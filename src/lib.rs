//! `int-ext-sort` is an external merge sort for files of fixed-width integer records.
//!
//! External sorting is required when the data being sorted do not fit into the main memory (RAM) of a computer
//! and instead must reside in slower external memory, usually a hard disk drive. Sorting is achieved in two
//! passes. During the first pass the file is sorted in blocks that fit into the memory budget, each block being
//! written back over the same byte range as a sorted run. During the second pass the runs are merged into the
//! destination file by a k-way heap merge reading every run through a small bounded buffer.
//! For more information see [External Sorting](https://en.wikipedia.org/wiki/External_sorting).
//!
//! # Overview
//!
//! * **Record format:**
//!   files are flat sequences of 4-byte big-endian signed integers with no header or padding.
//! * **Bounded memory:**
//!   the memory budget sizes the sort block, while 80% of it is split between per-run read buffers and the
//!   output buffer during the merge.
//! * **In-place runs:**
//!   runs are written back into the input file, optionally into a scratch copy to keep the input intact.
//!
//! # Example
//!
//! ```no_run
//! use std::path::Path;
//!
//! use int_ext_sort::{verify_sorted, ExternalSorter, ExternalSorterBuilder, RecordGenerator};
//!
//! fn main() {
//!     let input = Path::new("integers.bin");
//!     let output = Path::new("integers_sorted.bin");
//!
//!     RecordGenerator::new(0, 1000).unwrap().generate(input, 10_000_000).unwrap();
//!
//!     let sorter: ExternalSorter = ExternalSorterBuilder::new()
//!         .with_memory_budget(16 * 1024 * 1024)
//!         .build()
//!         .unwrap();
//!
//!     let summary = sorter.sort(input, output).unwrap();
//!     println!("merged {} runs", summary.runs);
//!
//!     assert!(verify_sorted(output, 1024 * 1024).unwrap().is_sorted());
//! }
//! ```

pub mod buffer;
pub mod cursor;
pub mod generate;
pub mod merger;
pub mod record;
pub mod run;
pub mod sort;
pub mod verify;

pub use buffer::{BlockBuffer, OutputBuffer};
pub use cursor::RunCursor;
pub use generate::RecordGenerator;
pub use merger::{KWayMerger, MergeSummary};
pub use record::{Record, RECORD_WIDTH};
pub use run::{Run, RunBuilder};
pub use sort::{ExternalSorter, ExternalSorterBuilder, SortError};
pub use verify::{verify_sorted, Verification, Violation};

#[cfg(test)]
pub(crate) mod testing {
    use std::fs;
    use std::path::Path;

    use crate::record;

    pub fn write_records(path: &Path, values: &[i32]) {
        let mut bytes = vec![0; values.len() * record::RECORD_WIDTH];
        for (i, &value) in values.iter().enumerate() {
            record::encode(&mut bytes, i * record::RECORD_WIDTH, value);
        }
        fs::write(path, bytes).unwrap();
    }

    pub fn read_records(path: &Path) -> Vec<i32> {
        let bytes = fs::read(path).unwrap();
        Vec::from_iter((0..bytes.len()).step_by(record::RECORD_WIDTH).map(|offset| record::decode(&bytes, offset)))
    }
}
// SPDX-License-Identifier: MIT OR Apache-2.0
//! Connection routing.
//!
//! Picks the closest pair of anchors across the two sockets and derives
//! flow-chart style tangents for a cubic curve between them.

use egui::{Pos2, Rect, Vec2};

/// Segments used when sampling a route for hit testing
pub const HIT_TEST_SEGMENTS: usize = 24;

/// One end of a connection as seen by the router
#[derive(Debug, Clone, Copy)]
pub struct RouteEnd<'a> {
    /// Anchor positions of the socket, world space
    pub points: &'a [Pos2],
    /// Owning node rect, world space
    pub node_rect: Rect,
    /// Per-socket tangent modifier
    pub tangent_modifier: f32,
}

impl RouteEnd<'_> {
    fn center(&self) -> Option<Pos2> {
        if self.points.is_empty() {
            return None;
        }
        let sum = self
            .points
            .iter()
            .fold(Vec2::ZERO, |acc, p| acc + p.to_vec2());
        Some((sum / self.points.len() as f32).to_pos2())
    }
}

/// Tangent sizing
#[derive(Debug, Clone, Copy)]
pub struct TangentParams {
    /// Fraction of the point distance used as tangent length
    pub factor: f32,
    /// Lower bound for the tangent length
    pub min_length: f32,
}

/// Routed curve between two anchors
#[derive(Debug, Clone, Copy, PartialEq)]
pub struct Route {
    /// Start anchor (output side)
    pub from: Pos2,
    /// End anchor (input side)
    pub to: Pos2,
    /// Index of the chosen output anchor
    pub from_index: usize,
    /// Index of the chosen input anchor
    pub to_index: usize,
    /// Tangent leaving `from`
    pub from_tangent: Vec2,
    /// Tangent arriving at `to`, pointing away from `to`
    pub to_tangent: Vec2,
}

impl Route {
    /// Cubic bezier control points
    pub fn control_points(&self) -> [Pos2; 4] {
        [
            self.from,
            self.from + self.from_tangent,
            self.to + self.to_tangent,
            self.to,
        ]
    }

    /// Sample the curve
    pub fn sample(&self, segments: usize) -> Vec<Pos2> {
        let [p0, p1, p2, p3] = self.control_points();
        bezier_points(p0, p1, p2, p3, segments.max(1))
    }

    /// Distance from a point to the sampled curve
    pub fn distance_to(&self, point: Pos2) -> f32 {
        self.sample(HIT_TEST_SEGMENTS)
            .windows(2)
            .map(|w| distance_to_segment(point, w[0], w[1]))
            .fold(f32::INFINITY, f32::min)
    }

    /// Screen-space bounds of the control polygon
    pub fn bounds(&self) -> Rect {
        Rect::from_points(&self.control_points())
    }
}

/// Nearest pair of points by Euclidean distance, as `(from_index, to_index)`
pub fn nearest_pair(from: &[Pos2], to: &[Pos2]) -> Option<(usize, usize)> {
    let mut best: Option<(usize, usize, f32)> = None;
    for (i, a) in from.iter().enumerate() {
        for (j, b) in to.iter().enumerate() {
            let d = a.distance_sq(*b);
            if best.map_or(true, |(_, _, bd)| d < bd) {
                best = Some((i, j, d));
            }
        }
    }
    best.map(|(i, j, _)| (i, j))
}

/// Route a connection from an output socket to an input socket
pub fn route(output: &RouteEnd<'_>, input: &RouteEnd<'_>, params: TangentParams) -> Option<Route> {
    let (from_index, to_index) = nearest_pair(output.points, input.points)?;
    let from = output.points[from_index];
    let to = input.points[to_index];
    let out_center = output.center()?;
    let in_center = input.center()?;

    let forward = out_center.x <= in_center.x;
    let mut out_dir = if forward { 1.0 } else { -1.0 };
    let mut in_dir = -out_dir;

    // With unequal widths a tangent can point back into its own node body
    if (output.node_rect.width() - input.node_rect.width()).abs() > f32::EPSILON {
        if out_dir * (from.x - output.node_rect.center().x) < 0.0 {
            out_dir = -out_dir;
        }
        if in_dir * (to.x - input.node_rect.center().x) < 0.0 {
            in_dir = -in_dir;
        }
    }

    let length = (from.distance(to) * params.factor).max(params.min_length);
    Some(Route {
        from,
        to,
        from_index,
        to_index,
        from_tangent: Vec2::new(out_dir * length * output.tangent_modifier, 0.0),
        to_tangent: Vec2::new(in_dir * length * input.tangent_modifier, 0.0),
    })
}

/// Provisional route from a socket anchor to the pointer while connecting
pub fn provisional(from: Pos2, from_is_output: bool, pointer: Pos2, params: TangentParams) -> Route {
    let length = (from.distance(pointer) * params.factor).max(params.min_length);
    let dir = if from_is_output { 1.0 } else { -1.0 };
    Route {
        from,
        to: pointer,
        from_index: 0,
        to_index: 0,
        from_tangent: Vec2::new(dir * length, 0.0),
        to_tangent: Vec2::new(-dir * length, 0.0),
    }
}

/// Generate points along a cubic bezier curve
pub fn bezier_points(p0: Pos2, p1: Pos2, p2: Pos2, p3: Pos2, segments: usize) -> Vec<Pos2> {
    let mut points = Vec::with_capacity(segments + 1);
    for i in 0..=segments {
        let t = i as f32 / segments as f32;
        let t2 = t * t;
        let t3 = t2 * t;
        let mt = 1.0 - t;
        let mt2 = mt * mt;
        let mt3 = mt2 * mt;

        let x = mt3 * p0.x + 3.0 * mt2 * t * p1.x + 3.0 * mt * t2 * p2.x + t3 * p3.x;
        let y = mt3 * p0.y + 3.0 * mt2 * t * p1.y + 3.0 * mt * t2 * p2.y + t3 * p3.y;

        points.push(Pos2::new(x, y));
    }
    points
}

fn distance_to_segment(p: Pos2, a: Pos2, b: Pos2) -> f32 {
    let ab = b - a;
    let len_sq = ab.length_sq();
    if len_sq <= f32::EPSILON {
        return p.distance(a);
    }
    let t = ((p - a).dot(ab) / len_sq).clamp(0.0, 1.0);
    p.distance(a + ab * t)
}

Exercise description - Above this task is a listing. Restate, word for word and with nothing added, the lines from the one with "an input socket" through the one with "let (from_index, to_index)".

Solution to the problem -
/// Route a connection from an output socket to an input socket
pub fn route(output: &RouteEnd<'_>, input: &RouteEnd<'_>, params: TangentParams) -> Option<Route> {
    let (from_index, to_index) = nearest_pair(output.points, input.points)?;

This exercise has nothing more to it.